- Task description
Find "move) one endpoint." and "let b = Point::new(3.0, 4.0);" in the records below. Copy the lines holding them and every line between, exactly, and no others.

- Entries shown
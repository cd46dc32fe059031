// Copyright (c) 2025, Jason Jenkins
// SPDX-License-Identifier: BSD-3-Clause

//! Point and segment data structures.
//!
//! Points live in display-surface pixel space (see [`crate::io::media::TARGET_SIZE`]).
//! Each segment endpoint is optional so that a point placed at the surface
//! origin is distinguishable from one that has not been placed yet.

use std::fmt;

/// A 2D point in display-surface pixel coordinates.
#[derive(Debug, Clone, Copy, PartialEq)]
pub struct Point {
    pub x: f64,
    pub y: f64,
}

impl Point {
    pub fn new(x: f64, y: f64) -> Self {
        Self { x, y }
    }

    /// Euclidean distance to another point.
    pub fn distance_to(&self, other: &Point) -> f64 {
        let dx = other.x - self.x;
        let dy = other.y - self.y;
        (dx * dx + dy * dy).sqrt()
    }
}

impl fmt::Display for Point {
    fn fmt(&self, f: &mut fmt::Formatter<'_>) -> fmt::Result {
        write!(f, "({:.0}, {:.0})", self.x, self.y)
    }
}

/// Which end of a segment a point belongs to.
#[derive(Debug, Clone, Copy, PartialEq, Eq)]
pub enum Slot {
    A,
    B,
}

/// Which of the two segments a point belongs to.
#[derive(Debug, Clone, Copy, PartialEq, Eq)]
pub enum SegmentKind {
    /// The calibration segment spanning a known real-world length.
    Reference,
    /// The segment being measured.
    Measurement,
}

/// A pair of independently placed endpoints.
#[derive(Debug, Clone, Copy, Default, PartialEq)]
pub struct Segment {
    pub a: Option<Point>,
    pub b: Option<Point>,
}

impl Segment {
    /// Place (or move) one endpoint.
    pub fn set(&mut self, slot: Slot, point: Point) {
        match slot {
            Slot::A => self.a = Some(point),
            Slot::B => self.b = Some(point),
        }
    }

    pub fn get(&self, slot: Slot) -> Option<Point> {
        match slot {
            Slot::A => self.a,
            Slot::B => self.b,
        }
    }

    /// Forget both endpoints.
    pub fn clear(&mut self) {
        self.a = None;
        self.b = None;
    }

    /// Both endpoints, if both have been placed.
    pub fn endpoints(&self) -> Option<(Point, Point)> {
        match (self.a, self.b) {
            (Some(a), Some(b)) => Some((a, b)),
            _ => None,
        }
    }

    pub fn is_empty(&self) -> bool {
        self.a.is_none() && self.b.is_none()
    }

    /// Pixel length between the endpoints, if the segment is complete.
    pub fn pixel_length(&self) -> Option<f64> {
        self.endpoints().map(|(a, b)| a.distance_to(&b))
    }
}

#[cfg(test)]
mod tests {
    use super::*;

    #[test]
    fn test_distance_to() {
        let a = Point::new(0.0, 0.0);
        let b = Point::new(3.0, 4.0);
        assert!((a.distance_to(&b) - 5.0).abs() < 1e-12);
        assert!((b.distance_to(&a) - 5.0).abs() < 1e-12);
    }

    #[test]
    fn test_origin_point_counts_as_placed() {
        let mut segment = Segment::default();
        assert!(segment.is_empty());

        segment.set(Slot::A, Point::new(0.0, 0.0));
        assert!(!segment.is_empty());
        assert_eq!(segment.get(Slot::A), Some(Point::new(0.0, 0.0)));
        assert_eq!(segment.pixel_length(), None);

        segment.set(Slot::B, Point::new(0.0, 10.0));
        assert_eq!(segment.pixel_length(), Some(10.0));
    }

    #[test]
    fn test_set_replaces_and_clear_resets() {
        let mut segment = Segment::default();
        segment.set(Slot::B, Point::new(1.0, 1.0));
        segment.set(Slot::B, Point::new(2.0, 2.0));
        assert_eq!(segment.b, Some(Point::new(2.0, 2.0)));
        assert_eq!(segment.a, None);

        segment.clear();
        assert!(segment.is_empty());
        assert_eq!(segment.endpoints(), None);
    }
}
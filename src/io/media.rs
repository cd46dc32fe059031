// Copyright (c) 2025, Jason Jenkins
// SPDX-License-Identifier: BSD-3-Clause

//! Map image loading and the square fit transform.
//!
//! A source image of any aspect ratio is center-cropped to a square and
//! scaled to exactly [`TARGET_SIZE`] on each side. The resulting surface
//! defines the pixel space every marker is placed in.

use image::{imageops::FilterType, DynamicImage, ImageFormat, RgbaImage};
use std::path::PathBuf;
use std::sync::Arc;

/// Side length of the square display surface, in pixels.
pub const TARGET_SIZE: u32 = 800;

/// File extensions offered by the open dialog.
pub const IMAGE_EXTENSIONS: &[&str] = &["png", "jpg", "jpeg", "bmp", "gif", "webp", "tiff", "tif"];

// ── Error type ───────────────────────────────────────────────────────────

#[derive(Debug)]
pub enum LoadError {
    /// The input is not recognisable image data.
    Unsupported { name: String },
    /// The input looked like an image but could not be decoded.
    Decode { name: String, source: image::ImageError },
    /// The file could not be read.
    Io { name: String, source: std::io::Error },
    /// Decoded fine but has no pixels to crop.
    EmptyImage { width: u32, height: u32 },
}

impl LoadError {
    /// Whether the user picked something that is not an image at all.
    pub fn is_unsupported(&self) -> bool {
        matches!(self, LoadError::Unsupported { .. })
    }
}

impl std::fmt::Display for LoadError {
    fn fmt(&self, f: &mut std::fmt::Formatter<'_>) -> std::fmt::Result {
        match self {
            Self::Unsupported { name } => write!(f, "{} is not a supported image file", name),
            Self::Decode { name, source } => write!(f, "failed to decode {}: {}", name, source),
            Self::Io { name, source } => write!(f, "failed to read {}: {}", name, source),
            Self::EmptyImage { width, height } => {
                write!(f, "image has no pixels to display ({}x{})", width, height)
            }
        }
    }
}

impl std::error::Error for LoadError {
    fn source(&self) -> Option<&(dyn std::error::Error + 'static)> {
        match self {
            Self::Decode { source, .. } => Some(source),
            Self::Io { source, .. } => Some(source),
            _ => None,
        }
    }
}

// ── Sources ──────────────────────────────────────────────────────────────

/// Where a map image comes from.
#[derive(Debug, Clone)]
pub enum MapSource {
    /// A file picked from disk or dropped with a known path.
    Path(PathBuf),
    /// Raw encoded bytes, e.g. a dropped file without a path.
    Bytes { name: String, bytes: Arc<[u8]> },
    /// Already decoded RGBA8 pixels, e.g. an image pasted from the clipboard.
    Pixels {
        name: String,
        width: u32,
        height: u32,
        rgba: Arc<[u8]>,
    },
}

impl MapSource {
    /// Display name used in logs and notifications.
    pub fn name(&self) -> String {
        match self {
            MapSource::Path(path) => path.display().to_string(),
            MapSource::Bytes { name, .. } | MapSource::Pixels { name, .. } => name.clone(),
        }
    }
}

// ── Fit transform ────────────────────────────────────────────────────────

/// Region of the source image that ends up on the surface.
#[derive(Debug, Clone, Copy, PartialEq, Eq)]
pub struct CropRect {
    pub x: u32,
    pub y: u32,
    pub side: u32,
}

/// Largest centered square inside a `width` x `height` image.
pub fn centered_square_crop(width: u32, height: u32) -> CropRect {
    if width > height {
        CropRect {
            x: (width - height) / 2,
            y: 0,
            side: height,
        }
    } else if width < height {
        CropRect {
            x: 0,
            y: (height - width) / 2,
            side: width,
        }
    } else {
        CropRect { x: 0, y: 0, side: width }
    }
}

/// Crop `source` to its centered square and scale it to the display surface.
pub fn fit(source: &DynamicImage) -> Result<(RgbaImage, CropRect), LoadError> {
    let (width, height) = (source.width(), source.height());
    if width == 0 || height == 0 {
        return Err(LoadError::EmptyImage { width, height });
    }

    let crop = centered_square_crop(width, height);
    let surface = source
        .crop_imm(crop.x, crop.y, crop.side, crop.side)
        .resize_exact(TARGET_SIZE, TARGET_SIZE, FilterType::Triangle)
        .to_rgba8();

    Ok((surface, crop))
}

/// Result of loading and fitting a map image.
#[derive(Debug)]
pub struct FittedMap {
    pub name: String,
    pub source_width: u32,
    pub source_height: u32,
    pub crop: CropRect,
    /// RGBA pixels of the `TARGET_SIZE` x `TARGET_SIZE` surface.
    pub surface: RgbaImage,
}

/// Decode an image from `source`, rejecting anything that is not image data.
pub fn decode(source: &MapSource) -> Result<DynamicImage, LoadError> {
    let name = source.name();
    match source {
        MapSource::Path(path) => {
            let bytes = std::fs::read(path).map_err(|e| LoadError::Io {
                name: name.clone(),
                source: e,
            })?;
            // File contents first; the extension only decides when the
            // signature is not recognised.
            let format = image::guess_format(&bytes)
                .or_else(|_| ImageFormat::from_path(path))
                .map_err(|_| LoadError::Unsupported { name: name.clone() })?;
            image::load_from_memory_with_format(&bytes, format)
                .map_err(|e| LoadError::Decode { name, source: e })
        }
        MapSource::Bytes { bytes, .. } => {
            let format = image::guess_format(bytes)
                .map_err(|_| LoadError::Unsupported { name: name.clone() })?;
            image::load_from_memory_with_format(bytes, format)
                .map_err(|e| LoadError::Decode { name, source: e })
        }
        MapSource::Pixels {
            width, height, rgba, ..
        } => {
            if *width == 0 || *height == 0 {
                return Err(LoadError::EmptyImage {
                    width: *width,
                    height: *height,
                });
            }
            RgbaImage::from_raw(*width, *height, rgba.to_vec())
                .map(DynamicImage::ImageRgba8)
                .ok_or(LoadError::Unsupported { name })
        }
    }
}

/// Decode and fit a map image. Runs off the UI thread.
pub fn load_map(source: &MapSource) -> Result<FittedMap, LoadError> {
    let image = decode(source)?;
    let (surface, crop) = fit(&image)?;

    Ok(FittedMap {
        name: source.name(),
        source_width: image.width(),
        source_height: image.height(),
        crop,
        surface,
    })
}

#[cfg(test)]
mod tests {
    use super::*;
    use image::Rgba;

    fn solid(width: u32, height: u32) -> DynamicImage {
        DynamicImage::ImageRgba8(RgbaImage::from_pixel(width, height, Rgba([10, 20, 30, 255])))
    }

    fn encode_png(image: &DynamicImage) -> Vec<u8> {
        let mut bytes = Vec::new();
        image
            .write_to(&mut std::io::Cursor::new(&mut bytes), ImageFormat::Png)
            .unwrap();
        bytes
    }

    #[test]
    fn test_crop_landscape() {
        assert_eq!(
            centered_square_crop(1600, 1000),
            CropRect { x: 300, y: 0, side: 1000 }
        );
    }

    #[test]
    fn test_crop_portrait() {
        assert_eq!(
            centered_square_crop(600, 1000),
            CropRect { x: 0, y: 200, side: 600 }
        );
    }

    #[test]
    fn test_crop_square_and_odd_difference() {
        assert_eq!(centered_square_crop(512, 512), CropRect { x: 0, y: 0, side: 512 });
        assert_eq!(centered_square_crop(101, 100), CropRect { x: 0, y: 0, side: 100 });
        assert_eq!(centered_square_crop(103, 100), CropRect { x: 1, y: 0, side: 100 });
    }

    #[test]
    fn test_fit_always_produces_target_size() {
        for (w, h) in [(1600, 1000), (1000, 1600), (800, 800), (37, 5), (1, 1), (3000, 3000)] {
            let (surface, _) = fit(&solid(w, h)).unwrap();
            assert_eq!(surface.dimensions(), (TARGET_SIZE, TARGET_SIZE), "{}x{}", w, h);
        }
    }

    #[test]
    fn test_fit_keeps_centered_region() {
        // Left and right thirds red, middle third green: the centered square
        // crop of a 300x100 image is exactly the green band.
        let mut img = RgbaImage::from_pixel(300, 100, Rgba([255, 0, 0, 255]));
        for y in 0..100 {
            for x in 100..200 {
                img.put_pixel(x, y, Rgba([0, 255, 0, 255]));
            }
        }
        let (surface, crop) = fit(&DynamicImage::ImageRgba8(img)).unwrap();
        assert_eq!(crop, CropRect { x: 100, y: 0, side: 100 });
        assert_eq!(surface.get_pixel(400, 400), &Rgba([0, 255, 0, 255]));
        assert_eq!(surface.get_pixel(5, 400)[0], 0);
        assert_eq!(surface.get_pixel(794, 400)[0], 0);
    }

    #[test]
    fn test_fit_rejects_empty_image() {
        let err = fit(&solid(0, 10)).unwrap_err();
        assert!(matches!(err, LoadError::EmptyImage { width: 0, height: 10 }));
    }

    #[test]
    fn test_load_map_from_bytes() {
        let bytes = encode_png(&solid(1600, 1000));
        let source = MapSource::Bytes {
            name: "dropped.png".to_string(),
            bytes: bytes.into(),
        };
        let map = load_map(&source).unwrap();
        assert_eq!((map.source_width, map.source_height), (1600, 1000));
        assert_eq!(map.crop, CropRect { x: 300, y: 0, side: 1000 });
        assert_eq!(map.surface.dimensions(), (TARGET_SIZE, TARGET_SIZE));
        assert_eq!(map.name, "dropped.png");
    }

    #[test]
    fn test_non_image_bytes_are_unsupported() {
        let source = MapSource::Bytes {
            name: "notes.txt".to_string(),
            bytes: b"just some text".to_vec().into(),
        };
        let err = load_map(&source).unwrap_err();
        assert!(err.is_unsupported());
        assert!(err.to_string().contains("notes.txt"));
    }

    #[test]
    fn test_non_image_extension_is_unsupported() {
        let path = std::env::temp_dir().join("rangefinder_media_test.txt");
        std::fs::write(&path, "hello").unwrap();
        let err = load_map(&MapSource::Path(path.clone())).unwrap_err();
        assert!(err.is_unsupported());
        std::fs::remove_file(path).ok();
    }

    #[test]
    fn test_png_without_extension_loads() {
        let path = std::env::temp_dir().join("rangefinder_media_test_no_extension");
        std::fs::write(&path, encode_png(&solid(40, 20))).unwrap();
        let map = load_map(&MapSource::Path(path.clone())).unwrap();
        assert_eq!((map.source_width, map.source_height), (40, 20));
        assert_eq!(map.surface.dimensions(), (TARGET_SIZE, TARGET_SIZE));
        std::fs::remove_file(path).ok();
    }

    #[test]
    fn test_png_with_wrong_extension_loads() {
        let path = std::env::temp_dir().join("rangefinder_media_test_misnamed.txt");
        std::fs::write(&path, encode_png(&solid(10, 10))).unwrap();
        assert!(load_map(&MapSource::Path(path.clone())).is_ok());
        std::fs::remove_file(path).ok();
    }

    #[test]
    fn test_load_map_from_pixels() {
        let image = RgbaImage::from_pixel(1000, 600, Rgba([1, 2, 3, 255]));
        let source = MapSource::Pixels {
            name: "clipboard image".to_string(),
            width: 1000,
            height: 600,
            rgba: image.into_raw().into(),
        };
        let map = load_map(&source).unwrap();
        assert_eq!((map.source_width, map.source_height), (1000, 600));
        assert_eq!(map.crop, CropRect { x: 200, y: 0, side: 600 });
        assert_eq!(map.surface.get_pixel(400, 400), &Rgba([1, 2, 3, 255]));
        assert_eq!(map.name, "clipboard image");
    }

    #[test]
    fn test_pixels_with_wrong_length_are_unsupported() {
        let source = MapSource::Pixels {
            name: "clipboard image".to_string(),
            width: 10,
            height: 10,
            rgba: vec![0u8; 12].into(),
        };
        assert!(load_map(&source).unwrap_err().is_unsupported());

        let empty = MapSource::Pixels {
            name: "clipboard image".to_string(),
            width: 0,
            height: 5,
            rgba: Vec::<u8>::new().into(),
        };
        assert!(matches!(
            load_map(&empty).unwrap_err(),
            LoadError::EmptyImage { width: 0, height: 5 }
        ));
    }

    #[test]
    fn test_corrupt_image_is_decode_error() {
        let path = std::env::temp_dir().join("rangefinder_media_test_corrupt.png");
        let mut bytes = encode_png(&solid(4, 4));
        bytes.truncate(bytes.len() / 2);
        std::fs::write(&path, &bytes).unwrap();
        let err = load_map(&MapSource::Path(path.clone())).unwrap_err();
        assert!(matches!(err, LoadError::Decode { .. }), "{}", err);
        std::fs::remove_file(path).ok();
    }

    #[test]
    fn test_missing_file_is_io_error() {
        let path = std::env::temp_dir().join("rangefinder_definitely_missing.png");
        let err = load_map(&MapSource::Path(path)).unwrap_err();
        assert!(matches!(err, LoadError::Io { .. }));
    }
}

- Response to this task
    /// Place (or move) one endpoint.
    pub fn set(&mut self, slot: Slot, point: Point) {
        match slot {
            Slot::A => self.a = Some(point),
            Slot::B => self.b = Some(point),
        }
    }

    pub fn get(&self, slot: Slot) -> Option<Point> {
        match slot {
            Slot::A => self.a,
            Slot::B => self.b,
        }
    }

    /// Forget both endpoints.
    pub fn clear(&mut self) {
        self.a = None;
        self.b = None;
    }

    /// Both endpoints, if both have been placed.
    pub fn endpoints(&self) -> Option<(Point, Point)> {
        match (self.a, self.b) {
            (Some(a), Some(b)) => Some((a, b)),
            _ => None,
        }
    }

    pub fn is_empty(&self) -> bool {
        self.a.is_none() && self.b.is_none()
    }

    /// Pixel length between the endpoints, if the segment is complete.
    pub fn pixel_length(&self) -> Option<f64> {
        self.endpoints().map(|(a, b)| a.distance_to(&b))
    }
}

#[cfg(test)]
mod tests {
    use super::*;

    #[test]
    fn test_distance_to() {
        let a = Point::new(0.0, 0.0);
        let b = Point::new(3.0, 4.0);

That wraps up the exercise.